Verses 5-9: God Gives the Increase, Servants Labor
5 Who then is Apollos, and who is Paul, but servants through whom you believed, and each as the Lord gave to him? 6 I planted. Apollos watered. But God gave the increase. 7 So then neither he who plants is anything, nor he who waters, but God who gives the increase. 8 Now he who plants and he who waters are the same, but each will receive his own reward according to his own labor. 9 For we are God’s fellow workers. You are God’s farming, God’s building.
- Faith comes through ministry, yet its fruit comes from God:
Paul calls ministers “servants through whom you believed,” affirming the real role of preaching and teaching in bringing people to faith. Yet the decisive cause of growth is that “God gave the increase,” preserving both the dignity of means (human labor) and the primacy of grace (God’s effective action).
- God’s sovereignty humbles ministers and stabilizes the church:
“Neither he who plants is anything, nor he who waters” strips away celebrity and competition. The church’s health does not ultimately rise or fall with a personality, because God is the one who gives growth; therefore boasting in leaders is misplaced.

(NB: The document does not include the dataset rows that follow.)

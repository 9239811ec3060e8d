//! HTTP 安全响应头

use axum::{
    extract::Request,
    http::{HeaderName, HeaderValue},
    middleware::Next,
    response::Response,
};

const SECURITY_HEADERS: [(&str, &str); 3] = [
    ("x-content-type-options", "nosniff"),
    ("x-frame-options", "DENY"),
    // 依赖 CSP，显式禁用旧的 XSS 过滤
    ("x-xss-protection", "0"),
];

pub async fn security_headers(request: Request, next: Next) -> Response {
    let mut response = next.run(request).await;
    let headers = response.headers_mut();
    for (name, value) in SECURITY_HEADERS {
        headers.insert(
            HeaderName::from_static(name),
            HeaderValue::from_static(value),
        );
    }
    response
}
impl CronExpr {
    pub fn parse(expr: &str) -> Result<Self, NotificationError> {
        let fields: Vec<&str> = expr.split_whitespace().collect();
        if fields.len() != 5 {
            return Err(NotificationError::invalid_trigger(format!(
                "cron 表达式必须为 5 个字段（分 时 日 月 周），实际 {} 个: {expr}",
                fields.len()
            )));
        }

        let minutes = parse_field(fields[0], 0, 59, &[], 0, "分钟")?;
        let hours = parse_field(fields[1], 0, 23, &[], 0, "小时")?;
        let days = parse_field(fields[2], 1, 31, &[], 0, "日期")?;
        let months = parse_field(fields[3], 1, 12, &MONTH_NAMES, 1, "月份")?;
        let weekdays: BTreeSet<u32> = parse_field(fields[4], 0, 7, &DOW_NAMES, 0, "星期")?
            .into_iter()
            .map(|d| d % 7)
            .collect();

        let minute = render_numeric(&minutes, 0, 59);
        let hour = render_numeric(&hours, 0, 23);
        let day = render_numeric(&days, 1, 31);
        let month = render_numeric(&months, 1, 12);
        let weekday = render_weekdays(&weekdays);

        let day_restricted = !fields[2].starts_with('*');
        let weekday_restricted = !fields[4].starts_with('*');

        let normalized = if day_restricted && weekday_restricted {
            vec![
                format!("0 {minute} {hour} {day} {month} *"),
                format!("0 {minute} {hour} * {month} {weekday}"),
            ]
        } else {
            vec![format!("0 {minute} {hour} {day} {month} {weekday}")]
        };

        let schedules = normalized
            .iter()
            .map(|s| {
                Schedule::from_str(s).map_err(|e| {
                    NotificationError::invalid_trigger(format!("cron 表达式无效: {expr}: {e}"))
                })
            })
            .collect::<Result<Vec<_>, _>>()?;

        Ok(Self {
            source: expr.trim().to_string(),
            schedules,
        })
    }

    pub fn source(&self) -> &str {
        &self.source
    }

    /// 严格晚于 `after` 的下一个匹配时刻
    pub fn next_after(&self, after: &DateTime<Utc>) -> Option<DateTime<Utc>> {
        self.schedules
            .iter()
            .filter_map(|schedule| schedule.after(after).next())
            .min()
    }
}

impl FromStr for CronExpr {
    type Err = NotificationError;

    fn from_str(s: &str) -> Result<Self, Self::Err> {
        Self::parse(s)
    }
}

/// 解析单个字段为取值集合
///
/// 支持 `*`、单值、`a-b`、`a,b`、`*/n`、`a-b/n`、`a/n`，以及名称（不区分大小写）。
/// `name_offset` 为名称表第一个元素对应的数值。
fn parse_field(
    field: &str,
    min: u32,
    max: u32,
    names: &[&str],
    name_offset: u32,
    label: &str,
) -> Result<BTreeSet<u32>, NotificationError> {
    let invalid = |detail: String| {
        NotificationError::invalid_trigger(format!("{label}字段无效 `{field}`: {detail}"))
    };

    let value = |token: &str| -> Result<u32, NotificationError> {
        let parsed = match token.parse::<u32>() {
            Ok(v) => v,
            Err(_) => names
                .iter()
                .position(|n| n.eq_ignore_ascii_case(token))
                .map(|i| i as u32 + name_offset)
                .ok_or_else(|| invalid(format!("无法识别 `{token}`")))?,
        };
        if parsed < min || parsed > max {
            return Err(invalid(format!("{parsed} 超出范围 {min}-{max}")));
        }
        Ok(parsed)
    };

    let mut values = BTreeSet::new();
    for part in field.split(',') {
        if part.is_empty() {
            return Err(invalid("存在空的列表项".to_string()));
        }

        let (range, step) = match part.split_once('/') {
            Some((range, step)) => {
                let step = step
                    .parse::<u32>()
                    .ok()
                    .filter(|s| *s > 0)
                    .ok_or_else(|| invalid(format!("步长 `{step}` 必须为正整数")))?;
                (range, Some(step))
            }
            None => (part, None),
        };

        let (start, end) = if range == "*" {
            (min, max)
        } else if let Some((a, b)) = range.split_once('-') {
            (value(a)?, value(b)?)
        } else {
            let v = value(range)?;
            // `a/n` 表示从 a 开始到上限
            if step.is_some() { (v, max) } else { (v, v) }
        };

        if start > end {
            return Err(invalid(format!("区间 {start}-{end} 起点大于终点")));
        }

        values.extend((start..=end).step_by(step.unwrap_or(1) as usize));
    }
    Ok(values)
}

fn render_numeric(values: &BTreeSet<u32>, min: u32, max: u32) -> String {
    if values.len() as u32 == max - min + 1 {
        return "*".to_string();
    }
    values
        .iter()
        .map(u32::to_string)
        .collect::<Vec<_>>()
        .join(",")
}

/// cron crate 的周字段以名称表达，避免数值编号的歧义
fn render_weekdays(values: &BTreeSet<u32>) -> String {
    if values.len() == 7 {
        return "*".to_string();
    }
    values
        .iter()
        .map(|d| DOW_NAMES[*d as usize])
        .collect::<Vec<_>>()
        .join(",")
}

// ---------------------------------------------------------------------------
// Trigger
// ---------------------------------------------------------------------------

/// 已编译的触发规则
#[derive(Debug, Clone)]
pub enum Trigger {
    Cron(CronExpr),
    Interval(TimeDelta),
    OneShot(DateTime<Utc>),
}

impl Trigger {
    /// 校验并编译触发规则，非法规则不会进入任务表
    pub fn compile(spec: TriggerSpec, now: DateTime<Utc>) -> Result<Self, NotificationError> {
        let trigger = match spec {
            TriggerSpec::Cron(expr) => Self::Cron(CronExpr::parse(&expr)?),
            TriggerSpec::Interval(interval) => {
                if interval < MIN_INTERVAL {
                    return Err(NotificationError::invalid_trigger(format!(
                        "间隔不能小于 {} 秒，实际 {interval:?}",
                        MIN_INTERVAL.as_secs()
                    )));
                }
                let delta = TimeDelta::from_std(interval)
                    .ok()
                    .filter(|delta| now.checked_add_signed(*delta).is_some())
                    .ok_or_else(|| {
                        NotificationError::invalid_trigger(format!(
                            "间隔 {}s 超出可表示范围",
                            interval.as_secs()
                        ))
                    })?;
                Self::Interval(delta)
            }
            TriggerSpec::OneShot(at) => {
                if at <= now {
                    return Err(NotificationError::invalid_trigger(format!(
                        "一次性触发时间 {at} 不晚于当前时间"
                    )));
                }
                Self::OneShot(at)
            }
        };

        if trigger.first_fire(now).is_none() {
            return Err(NotificationError::invalid_trigger(format!(
                "触发规则永远不会触发: {}",
                trigger.describe()
            )));
        }
        Ok(trigger)
    }

    pub fn kind(&self) -> &'static str {
        match self {
            Self::Cron(_) => "cron",
            Self::Interval(_) => "interval",
            Self::OneShot(_) => "once",
        }
    }

    pub fn describe(&self) -> String {
        match self {
            Self::Cron(expr) => expr.source().to_string(),
            Self::Interval(delta) => format!("every {}s", delta.num_milliseconds() as f64 / 1000.0),
            Self::OneShot(at) => at.to_rfc3339(),
        }
    }

    /// 首次触发时间
    pub fn first_fire(&self, now: DateTime<Utc>) -> Option<DateTime<Utc>> {
        match self {
            Self::Cron(expr) => expr.next_after(&now),
            Self::Interval(delta) => now.checked_add_signed(*delta),
            Self::OneShot(at) => Some(*at),
        }
    }

    /// 在 `scheduled` 触发后、当前时间为 `now` 时的下次触发时间
    ///
    /// 结果严格晚于 now；一次性触发或超出时间范围时返回 None。
    pub fn next_fire(&self, scheduled: DateTime<Utc>, now: DateTime<Utc>) -> Option<DateTime<Utc>> {
        match self {
            Self::Cron(expr) => expr.next_after(&now),
            Self::Interval(delta) => advance_on_grid(scheduled, *delta, now),
            Self::OneShot(_) => None,
        }
    }

    /// 暂停后恢复时的下次触发时间
    pub fn resume_fire(&self, previous: Option<DateTime<Utc>>, now: DateTime<Utc>) -> Option<DateTime<Utc>> {
        match (self, previous) {
            (Self::Interval(delta), Some(prev)) if prev <= now => advance_on_grid(prev, *delta, now),
            (Self::Cron(expr), _) => expr.next_after(&now),
            // 一次性任务恢复时若已过期，在下一轮立即触发
            (_, Some(prev)) => Some(prev),
            (_, None) => self.first_fire(now),
        }
    }
}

- Human responsibility matters and will be rewarded:
Although growth is from God, labor is not meaningless: “each will receive his own reward according to his own labor.” This holds together divine initiative and genuine accountability, encouraging faithful service without claiming credit for results that belong to God.
- The church belongs to God and is shaped by his purpose:
Calling the believers “God’s farming, God’s building” teaches ownership and identity: the church is not a human club but God’s cultivated field and constructed dwelling. This frames discipleship, leadership, and unity as matters of stewardship under God.

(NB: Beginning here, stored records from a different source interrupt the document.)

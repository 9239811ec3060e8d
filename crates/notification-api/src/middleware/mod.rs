//! 中间件

mod auth;
mod security;

pub use auth::{WEBHOOK_TOKEN_HEADER, api_key_auth};
pub use security::security_headers;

Verses 10-15: One Foundation, Tested Work, Real Reward and Real Loss
10 According to the grace of God which was given to me, as a wise master builder I laid a foundation, and another builds on it. But let each man be careful how he builds on it. 11 For no one can lay any other foundation than that which has been laid, which is Jesus Christ. 12 But if anyone builds on the foundation with gold, silver, costly stones, wood, hay, or stubble, 13 each man’s work will be revealed. For the Day will declare it, because it is revealed in fire; and the fire itself will test what sort of work each man’s work is. 14 If any man’s work remains which he built on it, he will receive a reward. 15 If any man’s work is burned, he will suffer loss, but he himself will be saved, but as through fire.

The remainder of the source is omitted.